No ofrece consuelo, sino una invitación a la introspección. Nos recuerda que la mente es un laberinto, y que a veces, las mayores amenazas no provienen del exterior, sino de los recovecos de nuestra propia conciencia. En mi opinión, esta es la razón por la que películas como esta, aunque no sean masivamente populares, tienen un impacto tan profundo en aquellos que se atreven a sumergirse en ellas. Te dejan sintiéndote un poco más vulnerable, un poco más consciente de la complejidad de la existencia.

El impacto post-visionado: cuando una película se queda contigo

Una de las mayores virtudes de Estoy pensando en dejarlo es su perdurabilidad. No es una película que olvidas al día siguiente. Se instala en tu mente, te provoca y te incita a revisar sus escenas, a analizar sus diálogos, a buscar interpretaciones. Es el tipo de obra que gana con cada visionado, revelando nuevas capas de significado, nuevas conexiones y nuevas preguntas. Las discusiones post-película son inevitables, y a menudo, cada espectador saldrá con una interpretación ligeramente diferente, lo que habla de la riqueza y la ambigüedad deliberada de la narrativa.

Esta capacidad de generar debate y reflexión continua es lo que eleva a ciertas películas por encima de la media. No es solo lo que ves en pantalla, sino lo que la película te hace pensar y sentir después de que se ha terminado. Es una experiencia inmersiva que se extiende más allá de los límites de la pantalla, afectando tu percepción y tu forma de ver el mundo, incluso si solo es por un corto período de tiempo. Y esto, para mí, es la marca de un verdadero éxito artístico.

La importancia de dar una oportunidad a lo desconocido

En un panorama mediático tan saturado, es fácil caer en la trampa de consumir solo aquello que nos resulta familiar o que ya está validado por el boca a boca masivo. Sin embargo, hay un valor inmenso en aventurarse fuera de la zona de confort y dar una oportunidad a películas que desafían nuestras expectativas. Estoy pensando en dejarlo en Metacritic es un claro ejemplo de cómo el cine menos convencional puede ser el más gratificante, el que más nos empuja a pensar y a sentir de nuevas maneras.
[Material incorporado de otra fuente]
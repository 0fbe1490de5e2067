use std::cmp::Ordering;

/// A node with an associated cumulative cost, as reported by Dijkstra
/// expansion and search traces.
#[derive(Debug, Clone, Copy, PartialEq)]
#[cfg_attr(feature = "serde", derive(serde::Serialize, serde::Deserialize))]
pub struct PathNode<N> {
    pub node: N,
    pub cost: f32,
}

/// Sentinel cost meaning "not reached".
pub const UNREACHABLE: f32 = f32::INFINITY;

// ---------------------------------------------------------------------------
// Priority-queue entry for A*/Dijkstra searches
// ---------------------------------------------------------------------------

/// Open-list entry ordered for `BinaryHeap` (a max-heap) so that the entry
/// with the smallest `f` pops first; ties prefer smaller `h`, then earlier
/// insertion.
///
/// Nodes are re-pushed instead of decreased in place, so a popped entry may
/// be stale. Callers must compare `g` against their authoritative cost table
/// before trusting it.
#[derive(Debug, Clone)]
pub(crate) struct OpenEntry<N> {
    pub(crate) node: N,
    pub(crate) g: f32,
    pub(crate) f: f32,
    pub(crate) h: f32,
    pub(crate) seq: u64,
}

impl<N> PartialEq for OpenEntry<N> {
    fn eq(&self, other: &Self) -> bool {
        self.cmp(other) == Ordering::Equal
    }
}

impl<N> Eq for OpenEntry<N> {}

impl<N> PartialOrd for OpenEntry<N> {
    fn partial_cmp(&self, other: &Self) -> Option<Ordering> {
        Some(self.cmp(other))
    }
}

impl<N> Ord for OpenEntry<N> {
    fn cmp(&self, other: &Self) -> Ordering {
        // Reversed for min-heap.
        other
            .f
            .total_cmp(&self.f)
            .then_with(|| other.h.total_cmp(&self.h))
            .then_with(|| other.seq.cmp(&self.seq))
    }
}

#[cfg(test)]
mod tests {
    use super::*;
    use std::collections::BinaryHeap;

    fn entry(node: u8, f: f32, h: f32, seq: u64) -> OpenEntry<u8> {
        OpenEntry {
            node,
            g: f - h,
            f,
            h,
            seq,
        }
    }

    #[test]
    fn pops_lowest_f_then_lowest_h_then_fifo() {
        let mut heap = BinaryHeap::new();
        heap.push(entry(0, 5.0, 1.0, 0));
        heap.push(entry(1, 3.0, 2.0, 1));
        heap.push(entry(2, 3.0, 1.0, 2));
        heap.push(entry(3, 3.0, 1.0, 3));
        heap.push(entry(4, 4.0, 0.0, 4));

        let order: Vec<_> = std::iter::from_fn(|| heap.pop().map(|e| e.node)).collect();
        assert_eq!(order, vec![2, 3, 1, 4, 0]);
    }
}

#[cfg(all(test, feature = "serde"))]
mod serde_tests {
    use super::*;
    use crate::traits::Edge;
    use wayfind_core::Point;

    #[test]
    fn pathnode_round_trip() {
        let node = PathNode {
            node: Point::new(3, 7),
            cost: 4.5,
        };
        let json = serde_json::to_string(&node).unwrap();
        let back: PathNode<Point> = serde_json::from_str(&json).unwrap();
        assert_eq!(node, back);
    }

    #[test]
    fn edge_round_trip() {
        let edge = Edge::new("gate".to_string(), 2.0);
        let json = serde_json::to_string(&edge).unwrap();
        let back: Edge<String> = serde_json::from_str(&json).unwrap();
        assert_eq!(edge, back);
    }
}
#[derive(Serialize, Deserialize, Copy, Clone, Debug, PartialEq)]
#[serde(deny_unknown_fields)]
pub struct SmtpClientTimeouts {
    #[serde(
        default = "SmtpClientTimeouts::default_connect_timeout",
        with = "duration_secs"
    )]
    pub connect_timeout: Duration,

    #[serde(
        default = "SmtpClientTimeouts::default_greeting_timeout",
        with = "duration_secs"
    )]
    pub greeting_timeout: Duration,

    #[serde(
        default = "SmtpClientTimeouts::default_helo_timeout",
        with = "duration_secs"
    )]
    pub helo_timeout: Duration,

    #[serde(
        default = "SmtpClientTimeouts::default_mail_from_timeout",
        with = "duration_secs"
    )]
    pub mail_from_timeout: Duration,

    #[serde(
        default = "SmtpClientTimeouts::default_rcpt_to_timeout",
        with = "duration_secs"
    )]
    pub rcpt_to_timeout: Duration,

    #[serde(
        default = "SmtpClientTimeouts::default_data_timeout",
        with = "duration_secs"
    )]
    pub data_timeout: Duration,

    #[serde(
        default = "SmtpClientTimeouts::default_rset_timeout",
        with = "duration_secs"
    )]
    pub rset_timeout: Duration,
}

impl SmtpClientTimeouts {
    fn default_connect_timeout() -> Duration {
        Duration::from_secs(60)
    }
    fn default_greeting_timeout() -> Duration {
        Duration::from_secs(60)
    }
    fn default_helo_timeout() -> Duration {
        Duration::from_secs(300)
    }
    fn default_mail_from_timeout() -> Duration {
        Duration::from_secs(300)
    }
    fn default_rcpt_to_timeout() -> Duration {
        Duration::from_secs(300)
    }
    fn default_data_timeout() -> Duration {
        Duration::from_secs(300)
    }
    fn default_rset_timeout() -> Duration {
        Duration::from_secs(5)
    }
}

impl Default for SmtpClientTimeouts {
    fn default() -> Self {
        Self {
            connect_timeout: Self::default_connect_timeout(),
            greeting_timeout: Self::default_greeting_timeout(),
            helo_timeout: Self::default_helo_timeout(),
            mail_from_timeout: Self::default_mail_from_timeout(),
            rcpt_to_timeout: Self::default_rcpt_to_timeout(),
            data_timeout: Self::default_data_timeout(),
            rset_timeout: Self::default_rset_timeout(),
        }
    }
}

#[derive(Debug, Clone, PartialEq, Eq)]
pub struct SmtpReply {
    pub code: u16,
    /// The reply as the peer sent it, CRLF stripped, continuation
    /// lines joined with newlines. Always begins with the code digits.
    pub text: String,
}

impl SmtpReply {
    pub fn is_success(&self) -> bool {
        self.code / 100 == 2
    }
}

/// A small SMTP speaker sufficient to drive the four transaction steps.
/// Generic over the stream so tests can run it over an in-memory duplex.
pub struct SmtpClient<S> {
    stream: BufStream<S>,
    timeouts: SmtpClientTimeouts,
    ehlo_hostname: String,
    greeted: bool,
}
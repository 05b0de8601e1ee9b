use async_trait::async_trait;
use parking_lot::Mutex;
use relay_log_types::Event;
use thiserror::Error;

#[derive(Error, Debug)]
pub enum StoreError {
    /// Some stores report "nothing matched" as an error rather than an
    /// empty result; callers treat this exactly like an empty fetch.
    #[error("no events are awaiting forwarding")]
    Empty,
    #[error(transparent)]
    Other(#[from] anyhow::Error),
}

/// The durable event store. The delivery core only ever flips the
/// `forwarded` bit and appends new events; everything else about the
/// store's layout belongs to its owner.
#[async_trait]
pub trait EventStore: Send + Sync {
    /// Up to `limit` events whose `forwarded` flag is still false
    async fn events_to_forward(&self, limit: usize) -> Result<Vec<Event>, StoreError>;

    /// Persist the event, inserting or replacing by id.
    /// Returns only once the write is durable.
    async fn save(&self, event: Event) -> Result<(), StoreError>;
}

/// In-memory store used as the default backing and by the test suite
#[derive(Default)]
pub struct MemoryEventStore {
    events: Mutex<Vec<Event>>,
}

impl MemoryEventStore {
    pub fn new() -> Self {
        Self::default()
    }

    pub fn all(&self) -> Vec<Event> {
        self.events.lock().clone()
    }
}

#[async_trait]
impl EventStore for MemoryEventStore {
    async fn events_to_forward(&self, limit: usize) -> Result<Vec<Event>, StoreError> {
        Ok(self
            .events
            .lock()
            .iter()
            .filter(|event| !event.forwarded)
            .take(limit)
            .cloned()
            .collect())
    }

    async fn save(&self, event: Event) -> Result<(), StoreError> {
        let mut events = self.events.lock();
        match events.iter_mut().find(|existing| existing.id == event.id) {
            Some(existing) => *existing = event,
            None => events.push(event),
        }
        Ok(())
    }
}
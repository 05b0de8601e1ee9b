use crate::events::EventStore;
use crate::message::QueuedMessage;
use crate::metrics;
use async_trait::async_trait;
use chrono::{DateTime, Utc};
use dashmap::DashMap;
use relay_log_types::{Event, EventKind};
use std::net::IpAddr;
use std::sync::Arc;
use uuid::Uuid;

pub const TIMED_OUT_IN_QUEUE: &str = "Timed out in queue.";
pub const DOMAIN_NOT_FOUND: &str = "550 Domain Not Found.";
pub const FAILED_TO_CONNECT: &str = "Failed to connect";
pub const ENDED_ABRUPTLY: &str = "Connection was established but ended abruptly.";
pub const THROTTLED: &str = "Throttled by send policy.";
pub const SERVICE_UNAVAILABLE: &str = "Service unavailable.";

#[derive(Debug, Clone, Copy, PartialEq, Eq, Hash)]
pub enum DeliveryStatus {
    Delivered,
    Deferred,
    Failed,
    TimedOut,
}

/// One durable state transition on a message
#[derive(Debug, Clone)]
pub struct StatusUpdate {
    pub status: DeliveryStatus,
    pub reason: Option<String>,
    pub source_ip: Option<IpAddr>,
    pub mx_host: Option<String>,
    /// Dispatch attempts made against the message so far, including
    /// the one this outcome concludes
    pub attempt: u16,
    pub timestamp: DateTime<Utc>,
}

/// Persists message state transitions. Owned by an external
/// collaborator; `apply` returns only once the write is durable.
#[async_trait]
pub trait MessageStatusStore: Send + Sync {
    async fn apply(&self, message_id: Uuid, update: StatusUpdate) -> anyhow::Result<()>;
}

/// In-memory store used as the default backing and by the test suite
#[derive(Default)]
pub struct MemoryStatusStore {
    updates: DashMap<Uuid, Vec<StatusUpdate>>,
}

impl MemoryStatusStore {
    pub fn new() -> Self {
        Self::default()
    }

    pub fn updates_for(&self, message_id: Uuid) -> Vec<StatusUpdate> {
        self.updates
            .get(&message_id)
            .map(|u| u.clone())
            .unwrap_or_default()
    }

    pub fn total_updates(&self) -> usize {
        self.updates.iter().map(|entry| entry.value().len()).sum()
    }
}

#[async_trait]
impl MessageStatusStore for MemoryStatusStore {
    async fn apply(&self, message_id: Uuid, update: StatusUpdate) -> anyhow::Result<()> {
        self.updates.entry(message_id).or_default().push(update);
        Ok(())
    }
}

/// Converts peer responses and local errors into durable state
/// transitions plus, for terminal outcomes, a delivery event. The
/// dispatcher makes exactly one of these calls per dispatch attempt,
/// and every call persists exactly one transition, so repeated
/// attempts against the same message each leave their own record.
pub struct DispositionRecorder {
    status: Arc<dyn MessageStatusStore>,
    events: Arc<dyn EventStore>,
}

impl DispositionRecorder {
    pub fn new(status: Arc<dyn MessageStatusStore>, events: Arc<dyn EventStore>) -> Self {
        Self { status, events }
    }

    fn update(
        &self,
        msg: &QueuedMessage,
        status: DeliveryStatus,
        reason: Option<&str>,
        source_ip: Option<IpAddr>,
        mx_host: Option<&str>,
    ) -> StatusUpdate {
        StatusUpdate {
            status,
            reason: reason.map(|r| r.to_string()),
            source_ip,
            mx_host: mx_host.map(|h| h.to_string()),
            attempt: msg.num_attempts,
            timestamp: Utc::now(),
        }
    }

    fn event(
        &self,
        kind: EventKind,
        msg: &QueuedMessage,
        reason: Option<&str>,
        source_ip: Option<IpAddr>,
        mx_host: Option<&str>,
    ) -> Event {
        let mut event = Event::new(kind, &msg.recipient);
        event.message_id = Some(msg.id);
        event.source_ip = source_ip.map(|ip| ip.to_string());
        event.mx_host = mx_host.map(|h| h.to_string());
        event.reason = reason.map(|r| r.to_string());
        event
    }

    pub async fn record_success(
        &self,
        msg: &QueuedMessage,
        source_ip: IpAddr,
        mx_host: &str,
    ) -> anyhow::Result<()> {
        tracing::debug!("{} delivered via {source_ip} to {mx_host}", msg.id);
        self.status
            .apply(
                msg.id,
                self.update(
                    msg,
                    DeliveryStatus::Delivered,
                    None,
                    Some(source_ip),
                    Some(mx_host),
                ),
            )
            .await?;
        metrics::MSGS_DELIVERED.inc();
        Ok(())
    }

    /// A permanent failure. Emits a Bounce event carrying the verbatim
    /// reason, or a TimedOutInQueue event when the reason is the
    /// queue-timeout sentinel.
    pub async fn record_failure(
        &self,
        msg: &QueuedMessage,
        reason: &str,
        source_ip: Option<IpAddr>,
        mx_host: Option<&str>,
    ) -> anyhow::Result<()> {
        let timed_out = reason == TIMED_OUT_IN_QUEUE;
        tracing::debug!("{} permanently failed: {reason}", msg.id);
        self.status
            .apply(
                msg.id,
                self.update(
                    msg,
                    if timed_out {
                        DeliveryStatus::TimedOut
                    } else {
                        DeliveryStatus::Failed
                    },
                    Some(reason),
                    source_ip,
                    mx_host,
                ),
            )
            .await?;
        let kind = if timed_out {
            EventKind::TimedOutInQueue
        } else {
            EventKind::Bounce
        };
        self.events
            .save(self.event(kind, msg, Some(reason), source_ip, mx_host))
            .await?;
        if timed_out {
            metrics::MSGS_TIMED_OUT.inc();
        } else {
            metrics::MSGS_FAILED.inc();
        }
        Ok(())
    }

    /// A transient failure; the broker will redeliver on its own
    /// schedule. `inform_service_unavailable` marks deferrals caused by
    /// a mid-transaction 421, whose registry entry the dispatcher has
    /// already written.
    pub async fn record_deferral(
        &self,
        msg: &QueuedMessage,
        reason: &str,
        source_ip: Option<IpAddr>,
        mx_host: Option<&str>,
        inform_service_unavailable: bool,
    ) -> anyhow::Result<()> {
        tracing::debug!(
            "{} deferred{}: {reason}",
            msg.id,
            if inform_service_unavailable {
                " (peer asked us to back off)"
            } else {
                ""
            }
        );
        self.status
            .apply(
                msg.id,
                self.update(msg, DeliveryStatus::Deferred, Some(reason), source_ip, mx_host),
            )
            .await?;
        metrics::MSGS_DEFERRED.inc();
        Ok(())
    }

    /// A deferral attributed to our own rate-limit policy
    pub async fn record_throttle(
        &self,
        msg: &QueuedMessage,
        source_ip: IpAddr,
        mx_host: &str,
    ) -> anyhow::Result<()> {
        tracing::debug!("{} throttled toward {mx_host}", msg.id);
        self.status
            .apply(
                msg.id,
                self.update(
                    msg,
                    DeliveryStatus::Deferred,
                    Some(THROTTLED),
                    Some(source_ip),
                    Some(mx_host),
                ),
            )
            .await?;
        metrics::MSGS_DEFERRED.inc();
        Ok(())
    }

    /// A deferral caused by a 421 cool-off that the pool's registry
    /// already knows about
    pub async fn record_service_unavailable(
        &self,
        msg: &QueuedMessage,
        source_ip: IpAddr,
    ) -> anyhow::Result<()> {
        tracing::debug!("{} deferred; {source_ip} is in a 421 cool-off", msg.id);
        self.status
            .apply(
                msg.id,
                self.update(
                    msg,
                    DeliveryStatus::Deferred,
                    Some(SERVICE_UNAVAILABLE),
                    Some(source_ip),
                    None,
                ),
            )
            .await?;
        metrics::MSGS_DEFERRED.inc();
        Ok(())
    }
}

#[cfg(test)]
mod test {
    use super::*;
    use crate::events::MemoryEventStore;

    struct Fixture {
        status: Arc<MemoryStatusStore>,
        events: Arc<MemoryEventStore>,
        recorder: DispositionRecorder,
    }

    fn fixture() -> Fixture {
        let status = Arc::new(MemoryStatusStore::new());
        let events = Arc::new(MemoryEventStore::new());
        let recorder = DispositionRecorder::new(status.clone(), events.clone());
        Fixture {
            status,
            events,
            recorder,
        }
    }

    fn msg() -> QueuedMessage {
        QueuedMessage::new("from@here.com", "to@there.com", b"body".to_vec(), "default")
    }

    const IP: IpAddr = IpAddr::V4(std::net::Ipv4Addr::new(192, 0, 2, 1));

    #[tokio::test]
    async fn success_updates_state_without_emitting_events() {
        let f = fixture();
        let mut msg = msg();
        msg.begin_attempt();

        f.recorder
            .record_success(&msg, IP, "mx1.example.com")
            .await
            .unwrap();

        let updates = f.status.updates_for(msg.id);
        assert_eq!(updates.len(), 1);
        assert_eq!(updates[0].status, DeliveryStatus::Delivered);
        assert_eq!(updates[0].attempt, 1);
        assert!(f.events.all().is_empty());
    }

    #[tokio::test]
    async fn each_attempt_of_the_same_outcome_leaves_its_own_record() {
        let f = fixture();
        let mut msg = msg();

        // the peer answers 451 on two consecutive attempts before the
        // message finally bounces
        for _ in 0..2 {
            msg.begin_attempt();
            f.recorder
                .record_deferral(&msg, "451 try later", Some(IP), Some("mx1.example.com"), false)
                .await
                .unwrap();
        }
        msg.begin_attempt();
        f.recorder
            .record_failure(&msg, "550 no such user", Some(IP), Some("mx1.example.com"))
            .await
            .unwrap();

        let updates = f.status.updates_for(msg.id);
        assert_eq!(updates.len(), 3);
        assert_eq!(
            updates.iter().map(|u| u.attempt).collect::<Vec<_>>(),
            vec![1, 2, 3]
        );
        assert_eq!(updates[0].status, DeliveryStatus::Deferred);
        assert_eq!(updates[1].status, DeliveryStatus::Deferred);
        assert_eq!(updates[2].status, DeliveryStatus::Failed);
    }

    #[tokio::test]
    async fn permanent_failure_bounces_with_the_verbatim_reason() {
        let f = fixture();
        let msg = msg();

        f.recorder
            .record_failure(&msg, "550 no such user", Some(IP), Some("mx1.example.com"))
            .await
            .unwrap();

        let updates = f.status.updates_for(msg.id);
        assert_eq!(updates[0].status, DeliveryStatus::Failed);
        assert_eq!(updates[0].reason.as_deref(), Some("550 no such user"));

        let events = f.events.all();
        assert_eq!(events.len(), 1);
        assert_eq!(events[0].kind, EventKind::Bounce);
        assert_eq!(events[0].reason.as_deref(), Some("550 no such user"));
        assert_eq!(events[0].message_id, Some(msg.id));
        assert!(!events[0].forwarded);
    }

    #[tokio::test]
    async fn queue_timeout_is_its_own_event_kind() {
        let f = fixture();
        let msg = msg();

        f.recorder
            .record_failure(&msg, TIMED_OUT_IN_QUEUE, None, None)
            .await
            .unwrap();

        let updates = f.status.updates_for(msg.id);
        assert_eq!(updates[0].status, DeliveryStatus::TimedOut);
        assert_eq!(f.events.all()[0].kind, EventKind::TimedOutInQueue);
    }

    #[tokio::test]
    async fn deferrals_update_state_without_emitting_events() {
        let f = fixture();
        let msg = msg();

        f.recorder
            .record_deferral(&msg, "451 try later", Some(IP), Some("mx1.example.com"), false)
            .await
            .unwrap();
        f.recorder.record_throttle(&msg, IP, "mx1.example.com").await.unwrap();
        f.recorder.record_service_unavailable(&msg, IP).await.unwrap();

        let updates = f.status.updates_for(msg.id);
        assert_eq!(updates.len(), 3);
        assert!(updates
            .iter()
            .all(|update| update.status == DeliveryStatus::Deferred));
        assert!(f.events.all().is_empty());
    }
}
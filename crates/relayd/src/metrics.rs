use prometheus::{register_int_counter, IntCounter};
use std::sync::LazyLock;

pub static MSGS_DELIVERED: LazyLock<IntCounter> = LazyLock::new(|| {
    register_int_counter!(
        "relayd_messages_delivered",
        "how many messages have been delivered"
    )
    .unwrap()
});

pub static MSGS_DEFERRED: LazyLock<IntCounter> = LazyLock::new(|| {
    register_int_counter!(
        "relayd_messages_deferred",
        "how many delivery attempts ended in a transient failure"
    )
    .unwrap()
});

pub static MSGS_FAILED: LazyLock<IntCounter> = LazyLock::new(|| {
    register_int_counter!(
        "relayd_messages_failed",
        "how many messages have permanently failed"
    )
    .unwrap()
});

pub static MSGS_TIMED_OUT: LazyLock<IntCounter> = LazyLock::new(|| {
    register_int_counter!(
        "relayd_messages_timed_out",
        "how many messages expired in the queue without being delivered"
    )
    .unwrap()
});

pub static EVENTS_FORWARDED: LazyLock<IntCounter> = LazyLock::new(|| {
    register_int_counter!(
        "relayd_events_forwarded",
        "how many events the operator endpoint has acknowledged"
    )
    .unwrap()
});

pub static EVENT_FORWARD_ERRORS: LazyLock<IntCounter> = LazyLock::new(|| {
    register_int_counter!(
        "relayd_event_forward_errors",
        "how many event forwarding attempts failed and will be retried"
    )
    .unwrap()
});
El cine, en su forma más pura, es un arte que invita a la exploración, a la empatía y al cuestionamiento. Y a veces, las películas que menos anticipamos son las que nos dejan una huella más profunda. Animo encarecidamente a cualquiera que busque una experiencia cinematográfica que vaya más allá de lo superficial a sumergirse en esta obra de Charlie Kaufman. Prepárense para ser desafiados, para sentirse incómodos y para salir con más preguntas que respuestas, pero también para haber presenciado una pieza de arte verdaderamente única y poderosa.

Mi perspectiva personal: un viaje necesario

Personalmente, creo que Estoy pensando en dejarlo es una de esas películas que marcan un antes y un después en la forma en que uno percibe el cine. No es una película para todos, y lo reconozco. Requiere de una cierta disposición a dejarse llevar por lo abstracto y a aceptar la ambigüedad como parte fundamental de la experiencia. Pero para aquellos que se atreven a emprender este viaje, la recompensa es inmensa. Es una película que me hizo pensar en la fragilidad de la memoria, en cómo idealizamos las relaciones y en la constante búsqueda de significado en un mundo a menudo absurdo.

Me fascinó cómo Kaufman utiliza elementos tan cotidianos, como un viaje en coche o una cena familiar, para desvelar un universo de complejidad psicológica y existencial. La película no solo me inquietó, sino que me conmovió y me hizo reflexionar sobre aspectos de la condición humana que raramente se abordan con tanta profundidad en el cine comercial. Es una experiencia que, sin duda, recomendaría a cualquiera que busque algo más que un simple pasatiempo, algo que verdaderamente resuene y provoque una conversación interna mucho tiempo después de haber terminado.

Las películas como esta nos recuerdan que el cine es un medio ilimitado para explorar las profundidades de la experiencia humana, incluso aquellas que resultan más sombrías o desconcertantes. Y en un mundo que a menudo valora la simplicidad y la inmediatez, una obra que exige y recompensa la reflexión es, en sí misma, una victoria.